Collected data:
* * * * * * * * *

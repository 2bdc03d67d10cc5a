/// CSV export of table rows with a browser download
use wasm_bindgen::JsCast;
use web_sys::{Blob, BlobPropertyBag, HtmlAnchorElement, Url};

/// Trait for rows that can be exported to CSV
pub trait CsvExportable {
    /// Column headers
    fn headers() -> Vec<&'static str>;

    /// Cell values in header order
    fn to_csv_row(&self) -> Vec<String>;
}

/// Exports rows to a CSV file and starts the download
pub fn export_to_csv<T: CsvExportable>(data: &[T], filename: &str) -> Result<(), String> {
    let csv_content = build_csv(data)?;
    let blob = create_csv_blob(&csv_content)?;
    download_blob(&blob, filename)?;
    Ok(())
}

/// Builds the CSV text, UTF-8 BOM first so spreadsheet apps pick the right encoding
pub fn build_csv<T: CsvExportable>(data: &[T]) -> Result<String, String> {
    if data.is_empty() {
        return Err("Nothing to export".to_string());
    }

    let mut csv_content = String::new();
    csv_content.push('\u{FEFF}');

    csv_content.push_str(&T::headers().join(","));
    csv_content.push('\n');

    for item in data {
        let escaped_row: Vec<String> = item
            .to_csv_row()
            .iter()
            .map(|cell| escape_csv_cell(cell))
            .collect();
        csv_content.push_str(&escaped_row.join(","));
        csv_content.push('\n');
    }

    Ok(csv_content)
}

/// Quotes a cell containing the separator, quotes or line breaks
fn escape_csv_cell(cell: &str) -> String {
    if cell.contains(',') || cell.contains('"') || cell.contains('\n') || cell.contains('\r') {
        let escaped = cell.replace('"', "\"\"");
        format!("\"{}\"", escaped)
    } else {
        cell.to_string()
    }
}

fn create_csv_blob(content: &str) -> Result<Blob, String> {
    let array = js_sys::Array::new();
    array.push(&wasm_bindgen::JsValue::from_str(content));

    let properties = BlobPropertyBag::new();
    properties.set_type("text/csv;charset=utf-8;");

    Blob::new_with_str_sequence_and_options(&array, &properties)
        .map_err(|e| format!("Failed to create blob: {:?}", e))
}

/// Clicks a temporary anchor pointing at the blob
fn download_blob(blob: &Blob, filename: &str) -> Result<(), String> {
    let window = web_sys::window().ok_or("No window object")?;
    let document = window.document().ok_or("No document object")?;

    let url = Url::create_object_url_with_blob(blob)
        .map_err(|e| format!("Failed to create object URL: {:?}", e))?;

    let anchor = document
        .create_element("a")
        .map_err(|e| format!("Failed to create anchor: {:?}", e))?
        .dyn_into::<HtmlAnchorElement>()
        .map_err(|e| format!("Failed to cast to anchor: {:?}", e))?;

    anchor.set_href(&url);
    anchor.set_download(filename);
    anchor
        .style()
        .set_property("display", "none")
        .map_err(|e| format!("Failed to set style: {:?}", e))?;

    let body = document.body().ok_or("No body element")?;
    body.append_child(&anchor)
        .map_err(|e| format!("Failed to append anchor: {:?}", e))?;
    anchor.click();
    body.remove_child(&anchor)
        .map_err(|e| format!("Failed to remove anchor: {:?}", e))?;

    Url::revoke_object_url(&url).map_err(|e| format!("Failed to revoke URL: {:?}", e))?;

    Ok(())
}

#[cfg(test)]
mod tests {
    use super::*;

    struct Row(&'static str, &'static str);

    impl CsvExportable for Row {
        fn headers() -> Vec<&'static str> {
            vec!["Employee", "Status"]
        }

        fn to_csv_row(&self) -> Vec<String> {
            vec![self.0.to_string(), self.1.to_string()]
        }
    }

    #[test]
    fn test_build_csv() {
        let csv = build_csv(&[Row("Kim, William", "Late"), Row("Sofia \"S\" Davis", "Present")]).unwrap();
        assert_eq!(
            csv,
            "\u{FEFF}Employee,Status\n\"Kim, William\",Late\n\"Sofia \"\"S\"\" Davis\",Present\n"
        );
    }

    #[test]
    fn test_empty_export_is_rejected() {
        let rows: Vec<Row> = Vec::new();
        assert!(build_csv(&rows).is_err());
    }
}
pub mod roles;
/// Date and time formatting for the calendar and tracker views
use super::calendar::YearMonth;
use chrono::{NaiveDate, NaiveTime};

/// Column headers of the month grid, Sunday first
pub const WEEKDAY_HEADERS: [&str; 7] = ["Su", "Mo", "Tu", "We", "Th", "Fr", "Sa"];

/// Month title for calendar headers
/// Example: 2025-08 -> "August 2025"
pub fn month_title(month: YearMonth) -> String {
    month.first_day().format("%B %Y").to_string()
}

/// 12-hour clock time with two-digit hour
/// Example: 09:05 -> "09:05 AM", 17:58 -> "05:58 PM"
pub fn format_clock_time(time: NaiveTime) -> String {
    time.format("%I:%M %p").to_string()
}

/// Example: 2025-08-03 -> "2025-08-03"
pub fn format_iso_date(date: NaiveDate) -> String {
    date.format("%Y-%m-%d").to_string()
}
use crate::dashboards::d100_employee::ui::EmployeeDashboard;
use crate::domain::a001_attendance::ui::{AdminAttendance, UserAttendance};
use crate::layout::global_context::AppGlobalContext;
use crate::layout::left::Sidebar;
use crate::layout::Shell;
use contracts::system::roles::NavItem;
use leptos::prelude::*;

/// Content of the active page. Pages outside the role fall back to its landing page.
#[component]
fn ActivePage() -> impl IntoView {
    let ctx = use_context::<AppGlobalContext>().expect("AppGlobalContext not found");
    let role = ctx.config.role;

    move || {
        let active = ctx.active.get();
        let item = if role.can_open(active) {
            active
        } else {
            role.landing_page()
        };
        match item {
            NavItem::Dashboard => view! { <EmployeeDashboard /> }.into_any(),
            NavItem::MyAttendance => view! { <UserAttendance /> }.into_any(),
            NavItem::TeamAttendance => view! { <AdminAttendance /> }.into_any(),
        }
    }
}

#[component]
pub fn AppRoutes() -> impl IntoView {
    let ctx = leptos::context::use_context::<AppGlobalContext>()
        .expect("AppGlobalContext context not found");

    // Initialize router integration. This runs once when the component is created.
    ctx.init_router_integration();

    view! {
        <Shell
            left=|| view! { <Sidebar /> }.into_any()
            center=|| view! { <ActivePage /> }.into_any()
        />
    }
}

* * * * * * * * *

- [WHAT THE EXERCISE ASKS]: Would you retype the lines above from the one with "impl CsvExportable for" down to the one with "use crate::layout::global_context::AppGlobalContext;", word for word, both ends included and no other lines?

- [COMPLETED EXERCISE]:
    impl CsvExportable for Row {
        fn headers() -> Vec<&'static str> {
            vec!["Employee", "Status"]
        }

        fn to_csv_row(&self) -> Vec<String> {
            vec![self.0.to_string(), self.1.to_string()]
        }
    }

    #[test]
    fn test_build_csv() {
        let csv = build_csv(&[Row("Kim, William", "Late"), Row("Sofia \"S\" Davis", "Present")]).unwrap();
        assert_eq!(
            csv,
            "\u{FEFF}Employee,Status\n\"Kim, William\",Late\n\"Sofia \"\"S\"\" Davis\",Present\n"
        );
    }

    #[test]
    fn test_empty_export_is_rejected() {
        let rows: Vec<Row> = Vec::new();
        assert!(build_csv(&rows).is_err());
    }
}
pub mod roles;
/// Date and time formatting for the calendar and tracker views
use super::calendar::YearMonth;
use chrono::{NaiveDate, NaiveTime};

/// Column headers of the month grid, Sunday first
pub const WEEKDAY_HEADERS: [&str; 7] = ["Su", "Mo", "Tu", "We", "Th", "Fr", "Sa"];

/// Month title for calendar headers
/// Example: 2025-08 -> "August 2025"
pub fn month_title(month: YearMonth) -> String {
    month.first_day().format("%B %Y").to_string()
}

/// 12-hour clock time with two-digit hour
/// Example: 09:05 -> "09:05 AM", 17:58 -> "05:58 PM"
pub fn format_clock_time(time: NaiveTime) -> String {
    time.format("%I:%M %p").to_string()
}

/// Example: 2025-08-03 -> "2025-08-03"
pub fn format_iso_date(date: NaiveDate) -> String {
    date.format("%Y-%m-%d").to_string()
}
use crate::dashboards::d100_employee::ui::EmployeeDashboard;
use crate::domain::a001_attendance::ui::{AdminAttendance, UserAttendance};
use crate::layout::global_context::AppGlobalContext;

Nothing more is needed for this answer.